Qui donc, ici, s’apprête à des Noces Vermeilles,
Et va rentrer, joyeux, une main sur le flanc,
Guidant, du bout du doigt, l’Épousée au front blanc ?…
Ma fille, elle était belle, et de fleurs adornée
Comme une soleilleuse et fraîche matinée.
Et sa petite main devait, le lendemain,
Se poser, devant Dieu, dans une forte main,
Celle d’un bon soldat du Christ, sûre et fidèle.

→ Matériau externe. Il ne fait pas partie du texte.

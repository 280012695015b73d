//! CacheStore : fenêtre FIFO bornée de sessions prêtes à jouer
//!
//! The store keeps up to `capacity` sessions, oldest first. All readers and
//! mutators go through one async mutex, and no two entries ever share an
//! identifier. [`CacheStore::advance_window`] slides the window by one entry
//! and tops it up, [`CacheStore::top_up`] only refills; both are serialized
//! against each other.

use crate::error::{CacheError, Result};
use clipsource::{IdentifierSource, Session, SessionFactory};
use std::collections::{HashSet, VecDeque};
use std::sync::Arc;
use tokio::sync::Mutex;
use tokio_util::sync::CancellationToken;
use tracing::{debug, info, warn};

/// Default number of cached sessions.
pub const DEFAULT_CAPACITY: usize = 3;
/// Default ceiling on draws during one window advance.
pub const DEFAULT_MAX_ATTEMPTS: usize = 20;

/// What one [`CacheStore::advance_window`] call did.
#[derive(Debug, Clone, Default, PartialEq, Eq)]
pub struct WindowReport {
    /// Duplicate entries dropped before advancing.
    pub duplicates_removed: usize,
    /// Identifier of the entry evicted from the front.
    pub evicted: Option<String>,
    /// Entries missing after eviction.
    pub needed: usize,
    pub added: usize,
    /// Identifiers drawn (including skipped and failed ones).
    pub attempts: usize,
}

impl WindowReport {
    pub fn is_short(&self) -> bool {
        self.added < self.needed
    }
}

struct Inner {
    capacity: usize,
    max_attempts: usize,
    entries: Mutex<VecDeque<Arc<Session>>>,
    advance: Mutex<()>,
}

/// Shared handle on the session window.
#[derive(Clone)]
pub struct CacheStore {
    inner: Arc<Inner>,
}

impl CacheStore {
    pub fn new(capacity: usize) -> Self {
        Self::with_max_attempts(capacity, DEFAULT_MAX_ATTEMPTS)
    }

    pub fn with_max_attempts(capacity: usize, max_attempts: usize) -> Self {
        Self {
            inner: Arc::new(Inner {
                capacity: capacity.max(1),
                max_attempts: max_attempts.max(1),
                entries: Mutex::new(VecDeque::with_capacity(capacity)),
                advance: Mutex::new(()),
            }),
        }
    }

    pub fn capacity(&self) -> usize {
        self.inner.capacity
    }

    pub fn max_attempts(&self) -> usize {
        self.inner.max_attempts
    }

    /// Oldest entry, left in place.
    pub async fn peek(&self) -> Option<Arc<Session>> {
        self.inner.entries.lock().await.front().cloned()
    }

    /// Removes and returns the oldest entry.
    pub async fn pop(&self) -> Option<Arc<Session>> {
        let session = self.inner.entries.lock().await.pop_front();
        if let Some(s) = &session {
            debug!(identifier = s.identifier(), "Session popped from cache");
        }
        session
    }

    /// Appends `session` at the back and returns the new count.
    ///
    /// Fails without touching the store when the identifier is already
    /// cached or the window is full.
    pub async fn append(&self, session: Arc<Session>) -> Result<usize> {
        let mut entries = self.inner.entries.lock().await;
        if entries
            .iter()
            .any(|s| s.identifier() == session.identifier())
        {
            return Err(CacheError::Duplicate(session.identifier().to_string()));
        }
        if entries.len() >= self.inner.capacity {
            return Err(CacheError::Full(self.inner.capacity));
        }
        debug!(
            identifier = session.identifier(),
            position = entries.len(),
            "Session cached"
        );
        entries.push_back(session);
        Ok(entries.len())
    }

    /// Removes the entry for `identifier`, wherever it is.
    pub async fn remove(&self, identifier: &str) -> Option<Arc<Session>> {
        let mut entries = self.inner.entries.lock().await;
        let index = entries.iter().position(|s| s.identifier() == identifier)?;
        entries.remove(index)
    }

    pub async fn count(&self) -> usize {
        self.inner.entries.lock().await.len()
    }

    pub async fn is_empty(&self) -> bool {
        self.count().await == 0
    }

    pub async fn is_full(&self) -> bool {
        self.count().await >= self.inner.capacity
    }

    pub async fn contains(&self, identifier: &str) -> bool {
        self.inner
            .entries
            .lock()
            .await
            .iter()
            .any(|s| s.identifier() == identifier)
    }

    /// Cached identifiers, oldest first.
    pub async fn identifiers(&self) -> Vec<String> {
        self.inner
            .entries
            .lock()
            .await
            .iter()
            .map(|s| s.identifier().to_string())
            .collect()
    }

    /// Drops every entry whose identifier already appeared earlier.
    pub async fn deduplicate(&self) -> usize {
        let mut entries = self.inner.entries.lock().await;
        dedup_entries(&mut entries)
    }

    /// Cached sessions, oldest first.
    pub async fn snapshot(&self) -> Vec<Arc<Session>> {
        self.inner.entries.lock().await.iter().cloned().collect()
    }

    /// Slides the window: dedup, evict the oldest entry, then refill.
    ///
    /// Builds run outside the store lock; `cancel` aborts the refill loop.
    pub async fn advance_window(
        &self,
        source: &dyn IdentifierSource,
        factory: &dyn SessionFactory,
        cancel: &CancellationToken,
    ) -> WindowReport {
        let _serial = self.inner.advance.lock().await;
        let mut report = WindowReport::default();

        {
            let mut entries = self.inner.entries.lock().await;
            report.duplicates_removed = dedup_entries(&mut entries);
            report.evicted = entries.pop_front().map(|s| s.identifier().to_string());
            report.needed = self.inner.capacity.saturating_sub(entries.len());
        }
        if let Some(evicted) = &report.evicted {
            debug!(identifier = %evicted, "Evicted oldest cached session");
        }

        self.refill(&mut report, source, factory, cancel).await;
        report
    }

    /// Refills the window up to capacity without evicting anything.
    pub async fn top_up(
        &self,
        source: &dyn IdentifierSource,
        factory: &dyn SessionFactory,
        cancel: &CancellationToken,
    ) -> WindowReport {
        let _serial = self.inner.advance.lock().await;
        let mut report = WindowReport::default();

        {
            let mut entries = self.inner.entries.lock().await;
            report.duplicates_removed = dedup_entries(&mut entries);
            report.needed = self.inner.capacity.saturating_sub(entries.len());
        }

        self.refill(&mut report, source, factory, cancel).await;
        report
    }

    async fn refill(
        &self,
        report: &mut WindowReport,
        source: &dyn IdentifierSource,
        factory: &dyn SessionFactory,
        cancel: &CancellationToken,
    ) {
        while report.added < report.needed && report.attempts < self.inner.max_attempts {
            if cancel.is_cancelled() {
                debug!("Window refill cancelled");
                break;
            }
            report.attempts += 1;

            let identifier = match source.next_identifier().await {
                Ok(id) => id,
                Err(e) => {
                    warn!("Window refill: no identifier: {}", e);
                    continue;
                }
            };
            if self.contains(&identifier).await {
                debug!(identifier = %identifier, "Duplicate draw skipped");
                continue;
            }

            let session = match factory.build(&identifier, cancel).await {
                Ok(session) => Arc::new(session),
                Err(e) if e.is_cancelled() => break,
                Err(e) => {
                    warn!(identifier = %identifier, "Window refill build failed: {}", e);
                    continue;
                }
            };

            match self.append(session).await {
                Ok(_) => report.added += 1,
                Err(CacheError::Duplicate(id)) => {
                    debug!(identifier = %id, "Built session already cached, dropped");
                }
                Err(CacheError::Full(_)) => {
                    debug!("Cache filled concurrently, stopping refill");
                    break;
                }
            }
        }

        if report.is_short() && !self.is_full().await {
            warn!(
                "Window advance could only add {} of {} sessions",
                report.added, report.needed
            );
        } else if report.needed > 0 {
            info!(
                added = report.added,
                attempts = report.attempts,
                "Cache window advanced"
            );
        }
    }
}

fn dedup_entries(entries: &mut VecDeque<Arc<Session>>) -> usize {
    let mut seen = HashSet::new();
    let before = entries.len();
    entries.retain(|s| {
        if seen.insert(s.identifier().to_string()) {
            true
        } else {
            warn!(identifier = s.identifier(), "Duplicate cache entry dropped");
            false
        }
    });
    before - entries.len()
}

#[cfg(test)]
mod tests {
    use super::*;
    use clipsource::memory::{MemoryArchive, SimulatedMediaOpener};
    use clipsource::{MemoryPreferences, SessionBuilder};

    async fn session(builder: &SessionBuilder, identifier: &str) -> Arc<Session> {
        Arc::new(
            builder
                .build(identifier, &CancellationToken::new())
                .await
                .unwrap(),
        )
    }

    #[tokio::test]
    async fn test_dedup_keeps_first_occurrence() {
        let archive = Arc::new(MemoryArchive::new());
        for id in ["a", "b"] {
            archive.insert_clip(id, "films", 300.0);
        }
        let builder = SessionBuilder::new(
            archive,
            Arc::new(SimulatedMediaOpener::new()),
            Arc::new(MemoryPreferences::default()),
        );

        let store = CacheStore::new(3);
        let first_a = session(&builder, "a").await;
        {
            // append() refuses duplicates, so corrupt the window by hand
            let mut entries = store.inner.entries.lock().await;
            entries.push_back(first_a.clone());
            entries.push_back(session(&builder, "b").await);
            entries.push_back(session(&builder, "a").await);
        }

        assert_eq!(store.deduplicate().await, 1);
        assert_eq!(store.identifiers().await, vec!["a", "b"]);
        let head = store.peek().await.unwrap();
        assert_eq!(head.instance_id(), first_a.instance_id());
    }
}
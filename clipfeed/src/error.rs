//! Error types for the feed engine

use crate::preload::Direction;
use clipcache::CacheError;
use clipsource::FetchError;

/// Result type alias for feed operations
pub type Result<T> = std::result::Result<T, FeedError>;

#[derive(Debug, Clone, thiserror::Error)]
pub enum FeedError {
    /// Archive or session build failure
    #[error(transparent)]
    Fetch(#[from] FetchError),

    /// Cache store rejected an entry
    #[error(transparent)]
    Cache(#[from] CacheError),

    /// A preload holds the hard block; background work must yield
    #[error("preloading in progress")]
    PreloadInProgress,

    /// The requested direction has no ready session
    #[error("No ready session for {0}")]
    NotReady(Direction),

    /// No first session could be built
    #[error("Could not build a first session after {0} attempts")]
    StartupFailed(usize),

    /// The preload did not reach readiness in time
    #[error("Preload timed out after {0:.1}s")]
    PreloadTimeout(f64),

    /// `start()` was not called, or the engine was shut down
    #[error("Feed engine is not running")]
    NotRunning,

    /// Selection pool persistence failure
    #[error("Persistence error: {0}")]
    Persistence(String),

    /// Generic error
    #[error("{0}")]
    Other(String),
}

impl FeedError {
    /// Create a generic error from a string
    pub fn other(msg: impl Into<String>) -> Self {
        Self::Other(msg.into())
    }

    pub fn is_transient(&self) -> bool {
        match self {
            Self::Fetch(e) => e.is_transient(),
            Self::PreloadTimeout(_) => true,
            _ => false,
        }
    }

    pub fn is_structural(&self) -> bool {
        match self {
            Self::Fetch(e) => e.is_structural(),
            Self::StartupFailed(_) => true,
            _ => false,
        }
    }

    pub fn is_content_failure(&self) -> bool {
        matches!(self, Self::Fetch(e) if e.is_content_failure())
    }

    /// Cancellation observed by a build or a fill step.
    pub fn is_cancelled(&self) -> bool {
        match self {
            Self::Fetch(e) => e.is_cancelled(),
            Self::PreloadInProgress => true,
            _ => false,
        }
    }
}

impl From<anyhow::Error> for FeedError {
    fn from(e: anyhow::Error) -> Self {
        Self::Persistence(format!("{:#}", e))
    }
}

#[cfg(test)]
mod tests {
    use super::*;

    #[test]
    fn test_classification_follows_fetch_error() {
        let err: FeedError = FetchError::Timeout.into();
        assert!(err.is_transient());

        let err: FeedError = FetchError::UnsupportedMedia {
            identifier: "x".into(),
            reason: "bad".into(),
        }
        .into();
        assert!(err.is_content_failure());

        assert!(FeedError::PreloadInProgress.is_cancelled());
        assert_eq!(
            FeedError::PreloadInProgress.to_string(),
            "preloading in progress"
        );
    }
}
impl<'a> TicketGuard<'a> {
    fn take(arbiter: &'a Arbiter, direction: Direction) -> Self {
        Self {
            arbiter,
            ticket: Some(arbiter.set_preload_started(direction.label())),
        }
    }
}

impl Drop for TicketGuard<'_> {
    fn drop(&mut self) {
        if let Some(ticket) = self.ticket.take() {
            self.arbiter.set_preload_complete(ticket);
        }
    }
}

pub struct Preloader {
    provider: Arc<dyn FeedProvider>,
    factory: Arc<dyn SessionFactory>,
    player: Arc<dyn Player>,
    arbiter: Arbiter,
    fill: Option<FillWorker>,
    history: Arc<Mutex<PlaybackHistory>>,
    config: PreloadConfig,
    next: PreloadSlot,
    previous: PreloadSlot,
    shutdown: CancellationToken,
}

impl Preloader {
    #[allow(clippy::too_many_arguments)]
    pub fn new(
        provider: Arc<dyn FeedProvider>,
        factory: Arc<dyn SessionFactory>,
        player: Arc<dyn Player>,
        arbiter: Arbiter,
        fill: Option<FillWorker>,
        history: Arc<Mutex<PlaybackHistory>>,
        config: PreloadConfig,
        shutdown: CancellationToken,
    ) -> Self {
        Self {
            provider,
            factory,
            player,
            arbiter,
            fill,
            history,
            config,
            next: PreloadSlot::new(Direction::Next),
            previous: PreloadSlot::new(Direction::Previous),
            shutdown,
        }
    }

    pub fn slot(&self, direction: Direction) -> &PreloadSlot {
        match direction {
            Direction::Next => &self.next,
            Direction::Previous => &self.previous,
        }
    }

    pub async fn preload_next(&self) -> Result<bool> {
        self.preload(Direction::Next).await
    }

    pub async fn preload_previous(&self) -> Result<bool> {
        self.preload(Direction::Previous).await
    }

    /// Prepares the session of `direction` until it is ready.
    ///
    /// Returns `Ok(true)` once the slot is ready, `Ok(false)` when there is
    /// nothing to preload or a newer run took over the slot.
    pub async fn preload(&self, direction: Direction) -> Result<bool> {
        if self.shutdown.is_cancelled() {
            return Err(FeedError::NotRunning);
        }

        let guard = TicketGuard::take(&self.arbiter, direction);
        let generation = self.slot(direction).begin();
        let started = Instant::now();
        debug!(direction = %direction, generation, "Preload started");

        let timeout = self.config.timeout();
        let outcome = tokio::time::timeout(timeout, self.run(direction, generation, started)).await;
        drop(guard);

        let result = match outcome {
            Ok(Ok(ready)) => Ok(ready),
            Ok(Err(e)) => {
                warn!(direction = %direction, "Preload failed: {}", e);
                Err(e)
            }
            Err(_) => {
                warn!(
                    direction = %direction,
                    "Preload not ready after {:.1}s, releasing hard block",
                    timeout.as_secs_f64()
                );
                Err(FeedError::PreloadTimeout(timeout.as_secs_f64()))
            }
        };

        if let Some(fill) = &self.fill {
            // detached: the task reports through the arbiter and the logs
            let _ = fill.ensure_filled().await;
        }
        result
    }

    async fn run(&self, direction: Direction, generation: u64, started: Instant) -> Result<bool> {
        let slot = self.slot(direction);
        let mut skip = 0usize;

        loop {
            if !slot.is_current(generation) {
                return Ok(false);
            }

            let session = match self.resolve(direction, skip).await {
                Ok(Some(session)) => session,
                Ok(None) => {
                    debug!(direction = %direction, "Nothing to preload");
                    return Ok(false);
                }
                Err(e) if e.is_cancelled() => return Err(e),
                Err(e) if e.is_content_failure() => {
                    warn!(direction = %direction, "Skipping unplayable session: {}", e);
                    skip += 1;
                    continue;
                }
                Err(e) => {
                    warn!(direction = %direction, "Preload build failed, retrying: {}", e);
                    tokio::time::sleep(self.config.retry_delay()).await;
                    continue;
                }
            };

            match self.prepare(slot, generation, &session, started).await {
                Ok(ready) => return Ok(ready),
                Err(e) if e.is_content_failure() => {
                    warn!(
                        direction = %direction,
                        identifier = session.identifier(),
                        "Content failure, skipping forward: {}", e
                    );
                    self.drop_content(session.identifier()).await;
                    skip += 1;
                }
                Err(e) if e.is_cancelled() => return Err(e),
                Err(e) => {
                    warn!(direction = %direction, "Preparing playback failed, retrying: {}", e);
                    tokio::time::sleep(self.config.retry_delay()).await;
                }
            }
        }
    }

    /// Picks the session of `direction` without consuming anything.
    ///
    /// History comes first. `next` then looks into the cache window (never
    /// the current session); both directions end with a fresh build for
    /// feeds that can grow. Bounded feeds build the neighbour of their list
    /// position, `skip` entries further.
    async fn resolve(&self, direction: Direction, skip: usize) -> Result<Option<Arc<Session>>> {
        if let Some(list) = self.provider.bounded_history() {
            let Some(identifier) = list.neighbour(direction, skip) else {
                return Ok(None);
            };
            return self.build(&identifier).await.map(Some);
        }

        let (current, peeked) = {
            let history = self.history.lock().await;
            let peeked = match direction {
                Direction::Next => history.peek_next(),
                Direction::Previous => history.peek_previous(),
            };
            (history.current(), peeked)
        };
        if let Some(session) = peeked {
            trace!(direction = %direction, identifier = session.identifier(), "Preloading from history");
            return Ok(Some(session));
        }

        let Some(caching) = self.provider.general_caching() else {
            return Ok(None);
        };

        let current_id = current.as_ref().map(|s| s.identifier().to_string());
        if direction == Direction::Next {
            let cached = caching
                .cache()
                .snapshot()
                .await
                .into_iter()
                .find(|s| current_id.as_deref() != Some(s.identifier()));
            if let Some(session) = cached {
                trace!(identifier = session.identifier(), "Preloading from cache");
                return Ok(Some(session));
            }
        }

        let identifier = caching.selection().next_identifier().await?;
        if current_id.as_deref() == Some(identifier.as_str()) {
            return Err(FetchError::other(format!("{identifier} is already playing")).into());
        }
        if self.slot(direction.opposite()).holds(&identifier) {
            return Err(FetchError::other(format!("{identifier} is already preloaded")).into());
        }
        self.build(&identifier).await.map(Some)
    }

    async fn build(&self, identifier: &str) -> Result<Arc<Session>> {
        let token = self.shutdown.child_token();
        let session = self.factory.build(identifier, &token).await?;
        Ok(Arc::new(session))
    }

    async fn prepare(
        &self,
        slot: &PreloadSlot,
        generation: u64,
        session: &Arc<Session>,
        started: Instant,
    ) -> Result<bool> {
        let handle = self.player.prepare(session).await?;
        handle.set_muted(true);
        handle.pause();
        handle.seek(session.start_offset()).await?;

        if !slot.install(generation, Arc::clone(session), handle) {
            return Ok(false);
        }
        slot.publish(generation, DirectionInfo::from_session(session));

        let needed = self.config.ready_confirmations.max(1);
        let mut confirmations = 0usize;
        loop {
            match slot.poll(generation) {
                None => return Ok(false),
                Some(BufferStatus::Failed { reason }) => {
                    slot.clear(generation);
                    return Err(FetchError::UnsupportedMedia {
                        identifier: session.identifier().to_string(),
                        reason,
                    }
                    .into());
                }
                Some(status) if status.is_keeping_up() => {
                    confirmations += 1;
                    if confirmations >= needed {
                        let latency = started.elapsed();
                        if !slot.mark_ready(generation, latency) {
                            return Ok(false);
                        }
                        info!(
                            direction = %slot.direction(),
                            identifier = session.identifier(),
                            latency_ms = latency.as_millis() as u64,
                            buffered = status.buffered_seconds(),
                            "Preload ready"
                        );
                        return Ok(true);
                    }
                }
                Some(status) => {
                    confirmations = 0;
                    trace!(buffered = status.buffered_seconds(), "Buffer not keeping up yet");
                }
            }
            tokio::time::sleep(self.config.poll_interval()).await;
        }
    }

    /// Forgets an unplayable session everywhere it may be picked again.
    pub async fn drop_content(&self, identifier: &str) {
        if let Some(caching) = self.provider.general_caching() {
            if caching.cache().remove(identifier).await.is_some() {
                debug!(identifier, "Unplayable session removed from cache");
            }
        }
        let removed = self.history.lock().await.remove(identifier);
        if removed > 0 {
            debug!(identifier, removed, "Unplayable session removed from history");
        }
    }

    /// Empties both slots; running preloads become stale.
    pub fn invalidate_all(&self) {
        self.next.invalidate();
        self.previous.invalidate();
    }
}
//! Optics related functions: complex refractive indices and the Fresnel
//! reflectance models.

pub mod fresnel;
pub mod ior;
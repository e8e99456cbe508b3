//! Stepped ranges of values.

use serde::{Deserialize, Deserializer, Serialize, Serializer};
use std::{
    fmt::{self, Debug, Display, Formatter},
    str::FromStr,
};

/// Defines a left inclusive, right exclusive range [a, b) of values with a
/// given step.
#[derive(Copy, Clone, PartialEq)]
pub struct StepRangeExcl<T: Copy + Clone> {
    /// Initial value of the range.
    pub start: T,
    /// Final value of the range, never reached.
    pub stop: T,
    /// Step size.
    pub step_size: T,
}

impl<T: Copy + Clone + Debug> Debug for StepRangeExcl<T> {
    fn fmt(&self, f: &mut Formatter<'_>) -> fmt::Result {
        f.debug_struct("StepRangeExcl")
            .field("start", &self.start)
            .field("stop", &self.stop)
            .field("step_size", &self.step_size)
            .finish()
    }
}

impl<T: Copy + Clone + Display> Display for StepRangeExcl<T> {
    fn fmt(&self, f: &mut Formatter<'_>) -> fmt::Result {
        write!(f, "{} .. {} / {}", self.start, self.stop, self.step_size)
    }
}

impl<T: Copy + Clone> StepRangeExcl<T> {
    /// Creates a new range with the given start, stop and step size.
    pub const fn new(start: T, stop: T, step_size: T) -> Self {
        Self {
            start,
            stop,
            step_size,
        }
    }

    /// Returns the range as a rust range.
    pub fn range_bound(&self) -> std::ops::Range<T> { self.start..self.stop }
}

impl StepRangeExcl<f32> {
    /// Largest number of values a range may hold; beyond it the index of a
    /// value no longer converts exactly to `f32`.
    pub const MAX_STEP_COUNT: usize = 1 << 24;

    /// Number of units in the last place of the largest bound a step must
    /// span for consecutive values to stay strictly ascending.
    const MIN_STEP_ULPS: f32 = 4.0;

    /// Whether the range is well-formed and holds at least one value.
    ///
    /// The step must be resolvable at the magnitude of the bounds and the
    /// range can't hold more than [`Self::MAX_STEP_COUNT`] values.
    pub fn is_valid(&self) -> bool {
        if !(self.start.is_finite()
            && self.stop.is_finite()
            && self.step_size.is_finite()
            && self.step_size > 0.0
            && self.start < self.stop)
        {
            return false;
        }
        let magnitude = self.start.abs().max(self.stop.abs());
        self.step_size >= magnitude * f32::EPSILON * Self::MIN_STEP_ULPS
            && self.raw_step_count() <= Self::MAX_STEP_COUNT as f64
    }

    /// Number of steps before the correction of the last value, computed in
    /// double precision so that it never overflows.
    fn raw_step_count(&self) -> f64 {
        ((self.stop as f64 - self.start as f64) / self.step_size as f64).ceil()
    }

    /// Returns the step count of the exclusive range; zero for an invalid
    /// range.
    pub fn step_count(&self) -> usize {
        if !self.is_valid() {
            return 0;
        }
        let count = self.raw_step_count() as usize;
        // Rounding may land the last value exactly on `stop`.
        if count > 0 && self.value_at(count - 1) >= self.stop {
            count - 1
        } else {
            count
        }
    }

    /// Value of the `i`-th step.
    #[inline]
    pub fn value_at(&self, i: usize) -> f32 { self.start + self.step_size * i as f32 }

    /// Returns all values of the range in ascending order.
    pub fn values(&self) -> impl ExactSizeIterator<Item = f32> + Clone {
        let this = *self;
        (0..self.step_count()).map(move |i| this.value_at(i))
    }
}

/// Error returned when a range can't be parsed.
#[derive(Debug, Clone, PartialEq, Eq, thiserror::Error)]
#[error("invalid range '{0}', expected 'start .. stop / step'")]
pub struct ParseRangeError(pub String);

impl FromStr for StepRangeExcl<f32> {
    type Err = ParseRangeError;

    /// Parses `"start .. stop / step"`; whitespace is optional.
    fn from_str(s: &str) -> Result<Self, Self::Err> {
        let err = || ParseRangeError(s.to_string());
        let (bounds, step) = s.split_once('/').ok_or_else(err)?;
        let (start, stop) = bounds.split_once("..").ok_or_else(err)?;
        let parse = |v: &str| v.trim().parse::<f32>().map_err(|_| err());
        Ok(Self::new(parse(start)?, parse(stop)?, parse(step)?))
    }
}

impl Serialize for StepRangeExcl<f32> {
    fn serialize<S: Serializer>(&self, serializer: S) -> Result<S::Ok, S::Error> {
        serializer.serialize_str(&self.to_string())
    }
}

impl<'de> Deserialize<'de> for StepRangeExcl<f32> {
    fn deserialize<D: Deserializer<'de>>(deserializer: D) -> Result<Self, D::Error> {
        let s = String::deserialize(deserializer)?;
        s.parse().map_err(serde::de::Error::custom)
    }
}

#[cfg(test)]
mod tests {
    use super::*;

    #[test]
    fn step_count() {
        assert_eq!(StepRangeExcl::new(0.0f32, 1.0, 0.25).step_count(), 4);
        assert_eq!(StepRangeExcl::new(0.0f32, 1.0, 0.3).step_count(), 4);
        assert_eq!(StepRangeExcl::new(1.0f32, 1.0, 0.1).step_count(), 0);
        assert_eq!(StepRangeExcl::new(2.0f32, 1.0, 0.1).step_count(), 0);
        assert_eq!(StepRangeExcl::new(0.0f32, 1.0, 0.0).step_count(), 0);
        assert_eq!(StepRangeExcl::new(0.0f32, 1.0, -0.1).step_count(), 0);
        assert_eq!(StepRangeExcl::new(0.0f32, f32::NAN, 0.1).step_count(), 0);
    }

    #[test]
    fn unresolvable_steps_are_invalid() {
        for step in [1e-30f32, 1e-7] {
            let range = StepRangeExcl::new(1.0f32, 10.0, step);
            assert!(!range.is_valid(), "step {}", step);
            assert_eq!(range.step_count(), 0);
            assert_eq!(range.values().len(), 0);
        }
        let range = StepRangeExcl::new(1.0f32, 10.0, 1e-5);
        assert!(range.step_count() <= StepRangeExcl::<f32>::MAX_STEP_COUNT);
        assert!(range.values().collect::<Vec<_>>().windows(2).all(|w| w[0] < w[1]));
    }

    #[test]
    fn values_stay_below_stop() {
        let range = StepRangeExcl::new(1.001f32, 10.0, 0.001);
        let values = range.values().collect::<Vec<_>>();
        assert!(values.len() >= 8998 && values.len() <= 9000);
        assert_eq!(values[0], 1.001);
        assert!(values.iter().all(|v| (1.001..10.0).contains(v)));
        assert!(values.windows(2).all(|w| w[0] < w[1]));
    }

    #[test]
    fn parse() {
        let range = "1.001 .. 10.0 / 0.001".parse::<StepRangeExcl<f32>>().unwrap();
        assert_eq!(range, StepRangeExcl::new(1.001, 10.0, 0.001));
        let range = "1..2/0.5".parse::<StepRangeExcl<f32>>().unwrap();
        assert_eq!(range, StepRangeExcl::new(1.0, 2.0, 0.5));
        assert!("1 .. 2".parse::<StepRangeExcl<f32>>().is_err());
        assert!("a .. 2 / 1".parse::<StepRangeExcl<f32>>().is_err());
    }

    #[test]
    fn display_round_trips() {
        let range = StepRangeExcl::new(1.5f32, 4.0, 0.25);
        assert_eq!(range.to_string(), "1.5 .. 4 / 0.25");
        assert_eq!(range.to_string().parse::<StepRangeExcl<f32>>().unwrap(), range);
    }
}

Ils étaient là tous deux : lui, souriant, près d’elle,
D’un sourire où l’amant se mêlait à l’époux ;
Elle, le regardant d’un long regard très-doux,
Comme en ont, sous les bois pleins d’ombre, les gazelles !
Et moi, vieillard heureux, je lui rêvais des ailes
Candides, palpitant dans un air lumineux ;
Et son front, éclatant de l’or de ses cheveux,
Avait autour de lui des gloires d’auréole !
Et les harpes du ciel chantaient dans sa parole !
Quiconque eût vu ce couple, angélique et mortel,
Se fût agenouillé comme devant l’Autel,
Et, d’un œil presque humain, le Lion du Prophète
Sur leurs genoux unis aurait posé sa tête !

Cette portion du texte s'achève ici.